> Instructions for the task
All that should come back is the lines of the data below from the one containing "filename src/domain/mod.rs" to the one containing "spinner.set_message(message.to_string());", inclusive, exactly as they stand.

[Saved entries]
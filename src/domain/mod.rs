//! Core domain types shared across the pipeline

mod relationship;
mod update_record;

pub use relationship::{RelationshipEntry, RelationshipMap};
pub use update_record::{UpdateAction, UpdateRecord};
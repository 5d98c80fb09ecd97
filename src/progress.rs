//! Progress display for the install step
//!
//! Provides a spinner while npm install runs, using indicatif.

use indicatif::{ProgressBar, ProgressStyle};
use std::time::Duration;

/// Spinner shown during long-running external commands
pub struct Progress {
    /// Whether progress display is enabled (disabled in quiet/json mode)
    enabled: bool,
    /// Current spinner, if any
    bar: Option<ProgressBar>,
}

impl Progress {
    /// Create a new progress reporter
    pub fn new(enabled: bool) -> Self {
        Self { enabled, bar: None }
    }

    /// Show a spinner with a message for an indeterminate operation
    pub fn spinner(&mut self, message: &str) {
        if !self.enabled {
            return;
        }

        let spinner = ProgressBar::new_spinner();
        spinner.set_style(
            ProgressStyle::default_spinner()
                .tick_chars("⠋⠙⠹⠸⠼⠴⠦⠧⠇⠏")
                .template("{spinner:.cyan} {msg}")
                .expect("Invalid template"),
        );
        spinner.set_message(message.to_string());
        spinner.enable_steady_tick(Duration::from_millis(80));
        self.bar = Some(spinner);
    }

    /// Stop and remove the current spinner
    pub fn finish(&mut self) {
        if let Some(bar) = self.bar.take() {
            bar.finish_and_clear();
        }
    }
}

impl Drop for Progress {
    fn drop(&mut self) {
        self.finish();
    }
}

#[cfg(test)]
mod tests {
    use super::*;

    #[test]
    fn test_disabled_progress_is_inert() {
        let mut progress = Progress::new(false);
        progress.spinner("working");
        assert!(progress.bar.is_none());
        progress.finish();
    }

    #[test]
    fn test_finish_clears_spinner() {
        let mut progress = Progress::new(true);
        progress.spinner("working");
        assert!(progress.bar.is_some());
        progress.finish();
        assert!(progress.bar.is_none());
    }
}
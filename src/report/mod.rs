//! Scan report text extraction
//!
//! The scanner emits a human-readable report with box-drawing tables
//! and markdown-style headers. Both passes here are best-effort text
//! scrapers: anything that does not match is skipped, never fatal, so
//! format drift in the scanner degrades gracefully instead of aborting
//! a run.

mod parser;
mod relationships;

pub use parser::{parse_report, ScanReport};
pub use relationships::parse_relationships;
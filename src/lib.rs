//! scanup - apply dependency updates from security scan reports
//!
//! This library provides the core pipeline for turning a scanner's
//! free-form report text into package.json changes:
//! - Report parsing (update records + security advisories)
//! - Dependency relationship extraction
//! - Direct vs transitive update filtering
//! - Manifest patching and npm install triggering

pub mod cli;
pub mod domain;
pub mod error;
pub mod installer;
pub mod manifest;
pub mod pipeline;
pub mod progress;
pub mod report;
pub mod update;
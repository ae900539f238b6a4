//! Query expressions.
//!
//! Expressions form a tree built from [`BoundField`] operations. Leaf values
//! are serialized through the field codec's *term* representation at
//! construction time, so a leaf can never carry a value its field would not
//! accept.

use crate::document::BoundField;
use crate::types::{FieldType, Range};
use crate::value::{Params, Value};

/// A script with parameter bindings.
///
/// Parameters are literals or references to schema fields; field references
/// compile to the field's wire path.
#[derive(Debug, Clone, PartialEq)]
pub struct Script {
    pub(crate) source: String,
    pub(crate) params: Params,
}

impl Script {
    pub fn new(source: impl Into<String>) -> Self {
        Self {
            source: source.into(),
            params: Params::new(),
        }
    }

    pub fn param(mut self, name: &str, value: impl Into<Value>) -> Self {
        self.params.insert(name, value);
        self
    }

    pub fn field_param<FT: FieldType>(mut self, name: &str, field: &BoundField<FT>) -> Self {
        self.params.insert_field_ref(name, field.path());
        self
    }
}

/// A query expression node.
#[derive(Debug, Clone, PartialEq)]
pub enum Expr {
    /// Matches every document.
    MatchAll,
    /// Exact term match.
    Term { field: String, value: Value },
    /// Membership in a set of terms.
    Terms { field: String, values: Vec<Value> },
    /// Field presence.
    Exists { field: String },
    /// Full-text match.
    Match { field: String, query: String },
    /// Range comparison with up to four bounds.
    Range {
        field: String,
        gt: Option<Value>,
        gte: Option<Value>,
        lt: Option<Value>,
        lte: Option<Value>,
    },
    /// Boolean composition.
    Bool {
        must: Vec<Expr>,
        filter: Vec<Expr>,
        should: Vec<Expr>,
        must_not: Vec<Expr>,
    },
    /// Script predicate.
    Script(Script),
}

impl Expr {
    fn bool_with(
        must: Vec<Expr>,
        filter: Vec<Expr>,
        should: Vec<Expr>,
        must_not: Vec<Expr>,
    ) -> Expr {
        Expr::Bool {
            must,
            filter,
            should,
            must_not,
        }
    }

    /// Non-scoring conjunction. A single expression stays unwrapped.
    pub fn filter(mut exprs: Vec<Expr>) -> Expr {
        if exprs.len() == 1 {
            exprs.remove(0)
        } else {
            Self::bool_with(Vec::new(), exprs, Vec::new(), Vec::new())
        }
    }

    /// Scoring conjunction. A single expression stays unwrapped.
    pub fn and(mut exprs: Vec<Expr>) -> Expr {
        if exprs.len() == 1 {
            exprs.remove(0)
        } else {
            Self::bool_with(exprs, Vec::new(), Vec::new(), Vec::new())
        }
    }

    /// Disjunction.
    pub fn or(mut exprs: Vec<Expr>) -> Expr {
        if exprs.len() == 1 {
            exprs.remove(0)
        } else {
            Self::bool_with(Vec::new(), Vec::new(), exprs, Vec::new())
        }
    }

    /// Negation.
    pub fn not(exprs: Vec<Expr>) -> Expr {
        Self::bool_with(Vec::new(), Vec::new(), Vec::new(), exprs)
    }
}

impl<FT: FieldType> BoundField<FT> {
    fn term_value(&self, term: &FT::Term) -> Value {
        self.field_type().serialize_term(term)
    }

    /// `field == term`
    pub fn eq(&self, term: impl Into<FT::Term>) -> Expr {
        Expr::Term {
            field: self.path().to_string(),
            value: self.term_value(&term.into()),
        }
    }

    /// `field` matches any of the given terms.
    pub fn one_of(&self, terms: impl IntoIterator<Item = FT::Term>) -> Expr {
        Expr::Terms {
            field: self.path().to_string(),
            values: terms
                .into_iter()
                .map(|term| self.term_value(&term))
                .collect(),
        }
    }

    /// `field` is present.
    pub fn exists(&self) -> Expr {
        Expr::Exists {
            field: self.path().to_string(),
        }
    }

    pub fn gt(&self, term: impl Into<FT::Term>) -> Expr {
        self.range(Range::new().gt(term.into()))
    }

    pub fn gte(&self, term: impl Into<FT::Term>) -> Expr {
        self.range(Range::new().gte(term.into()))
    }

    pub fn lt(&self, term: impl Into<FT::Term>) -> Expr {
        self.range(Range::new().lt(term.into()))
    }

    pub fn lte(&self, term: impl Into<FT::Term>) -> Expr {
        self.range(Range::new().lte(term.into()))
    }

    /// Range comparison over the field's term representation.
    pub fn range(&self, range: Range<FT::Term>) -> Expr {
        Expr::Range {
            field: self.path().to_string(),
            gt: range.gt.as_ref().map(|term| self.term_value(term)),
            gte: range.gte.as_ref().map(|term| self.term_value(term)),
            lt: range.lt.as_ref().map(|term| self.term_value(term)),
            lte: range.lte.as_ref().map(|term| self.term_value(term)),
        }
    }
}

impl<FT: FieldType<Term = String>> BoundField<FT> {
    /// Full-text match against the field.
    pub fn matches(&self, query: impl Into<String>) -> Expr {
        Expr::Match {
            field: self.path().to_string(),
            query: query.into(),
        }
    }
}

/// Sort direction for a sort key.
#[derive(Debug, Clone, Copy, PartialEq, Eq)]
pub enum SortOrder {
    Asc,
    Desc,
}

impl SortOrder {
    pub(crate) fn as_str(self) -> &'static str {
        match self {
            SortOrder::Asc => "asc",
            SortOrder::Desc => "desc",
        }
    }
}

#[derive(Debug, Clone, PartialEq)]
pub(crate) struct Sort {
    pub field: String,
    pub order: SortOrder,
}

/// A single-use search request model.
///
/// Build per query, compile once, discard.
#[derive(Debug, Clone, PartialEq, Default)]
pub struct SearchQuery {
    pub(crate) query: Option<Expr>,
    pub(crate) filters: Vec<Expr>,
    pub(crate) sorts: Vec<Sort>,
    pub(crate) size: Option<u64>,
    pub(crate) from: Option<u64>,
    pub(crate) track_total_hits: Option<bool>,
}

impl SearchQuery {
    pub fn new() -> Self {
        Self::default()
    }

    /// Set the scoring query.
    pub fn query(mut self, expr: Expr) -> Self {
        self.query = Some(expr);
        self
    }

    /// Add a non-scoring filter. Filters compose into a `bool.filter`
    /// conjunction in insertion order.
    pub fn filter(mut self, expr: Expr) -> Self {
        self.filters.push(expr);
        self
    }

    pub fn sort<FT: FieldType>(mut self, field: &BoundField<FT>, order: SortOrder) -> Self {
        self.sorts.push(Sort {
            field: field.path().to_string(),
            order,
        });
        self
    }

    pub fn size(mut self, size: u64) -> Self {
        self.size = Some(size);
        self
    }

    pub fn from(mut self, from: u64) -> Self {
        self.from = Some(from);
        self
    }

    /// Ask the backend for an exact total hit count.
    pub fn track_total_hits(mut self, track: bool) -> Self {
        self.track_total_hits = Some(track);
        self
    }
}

* * *

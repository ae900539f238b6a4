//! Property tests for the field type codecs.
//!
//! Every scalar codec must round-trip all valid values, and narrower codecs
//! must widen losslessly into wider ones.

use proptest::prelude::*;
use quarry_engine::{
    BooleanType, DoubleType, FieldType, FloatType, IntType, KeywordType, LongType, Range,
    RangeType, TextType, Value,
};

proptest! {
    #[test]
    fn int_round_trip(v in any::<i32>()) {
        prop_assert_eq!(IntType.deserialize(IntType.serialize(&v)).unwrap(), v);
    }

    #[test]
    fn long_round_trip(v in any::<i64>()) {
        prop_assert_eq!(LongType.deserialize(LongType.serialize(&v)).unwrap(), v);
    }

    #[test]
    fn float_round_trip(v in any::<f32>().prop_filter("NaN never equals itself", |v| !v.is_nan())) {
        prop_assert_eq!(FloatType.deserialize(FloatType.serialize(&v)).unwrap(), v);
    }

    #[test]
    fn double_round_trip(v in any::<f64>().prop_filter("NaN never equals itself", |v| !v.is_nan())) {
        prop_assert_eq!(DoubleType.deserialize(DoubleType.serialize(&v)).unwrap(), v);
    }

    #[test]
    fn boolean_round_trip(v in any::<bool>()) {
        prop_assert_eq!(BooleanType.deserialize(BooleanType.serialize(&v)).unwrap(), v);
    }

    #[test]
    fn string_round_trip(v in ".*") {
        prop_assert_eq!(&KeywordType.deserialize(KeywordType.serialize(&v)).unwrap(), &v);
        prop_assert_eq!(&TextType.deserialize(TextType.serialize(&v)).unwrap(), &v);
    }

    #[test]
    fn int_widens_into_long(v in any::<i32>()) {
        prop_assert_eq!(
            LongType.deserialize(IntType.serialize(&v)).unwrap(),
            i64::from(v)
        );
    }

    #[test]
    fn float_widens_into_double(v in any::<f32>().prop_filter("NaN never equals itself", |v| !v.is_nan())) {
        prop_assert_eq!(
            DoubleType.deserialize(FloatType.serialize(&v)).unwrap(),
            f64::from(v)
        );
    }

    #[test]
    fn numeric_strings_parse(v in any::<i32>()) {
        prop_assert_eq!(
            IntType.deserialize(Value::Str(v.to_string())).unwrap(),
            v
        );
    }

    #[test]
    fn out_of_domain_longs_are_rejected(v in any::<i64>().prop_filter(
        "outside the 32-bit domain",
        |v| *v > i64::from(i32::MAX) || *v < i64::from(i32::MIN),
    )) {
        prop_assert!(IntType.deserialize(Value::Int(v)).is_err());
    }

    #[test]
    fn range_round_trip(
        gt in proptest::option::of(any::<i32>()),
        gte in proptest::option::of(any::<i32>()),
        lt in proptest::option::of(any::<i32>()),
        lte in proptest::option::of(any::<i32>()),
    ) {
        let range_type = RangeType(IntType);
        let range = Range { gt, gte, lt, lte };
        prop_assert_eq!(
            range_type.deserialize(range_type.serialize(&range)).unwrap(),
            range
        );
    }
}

> Answer to this exercise
filename src/domain/mod.rs
//! Core domain types shared across the pipeline

mod relationship;
mod update_record;

pub use relationship::{RelationshipEntry, RelationshipMap};
pub use update_record::{UpdateAction, UpdateRecord};
repository 5d98c80fb09ecd97
filename src/progress.rs
//! Progress display for the install step
//!
//! Provides a spinner while npm install runs, using indicatif.

use indicatif::{ProgressBar, ProgressStyle};
use std::time::Duration;

/// Spinner shown during long-running external commands
pub struct Progress {
    /// Whether progress display is enabled (disabled in quiet/json mode)
    enabled: bool,
    /// Current spinner, if any
    bar: Option<ProgressBar>,
}

impl Progress {
    /// Create a new progress reporter
    pub fn new(enabled: bool) -> Self {
        Self { enabled, bar: None }
    }

    /// Show a spinner with a message for an indeterminate operation
    pub fn spinner(&mut self, message: &str) {
        if !self.enabled {
            return;
        }

        let spinner = ProgressBar::new_spinner();
        spinner.set_style(
            ProgressStyle::default_spinner()
                .tick_chars("⠋⠙⠹⠸⠼⠴⠦⠧⠇⠏")
                .template("{spinner:.cyan} {msg}")
                .expect("Invalid template"),
        );
        spinner.set_message(message.to_string());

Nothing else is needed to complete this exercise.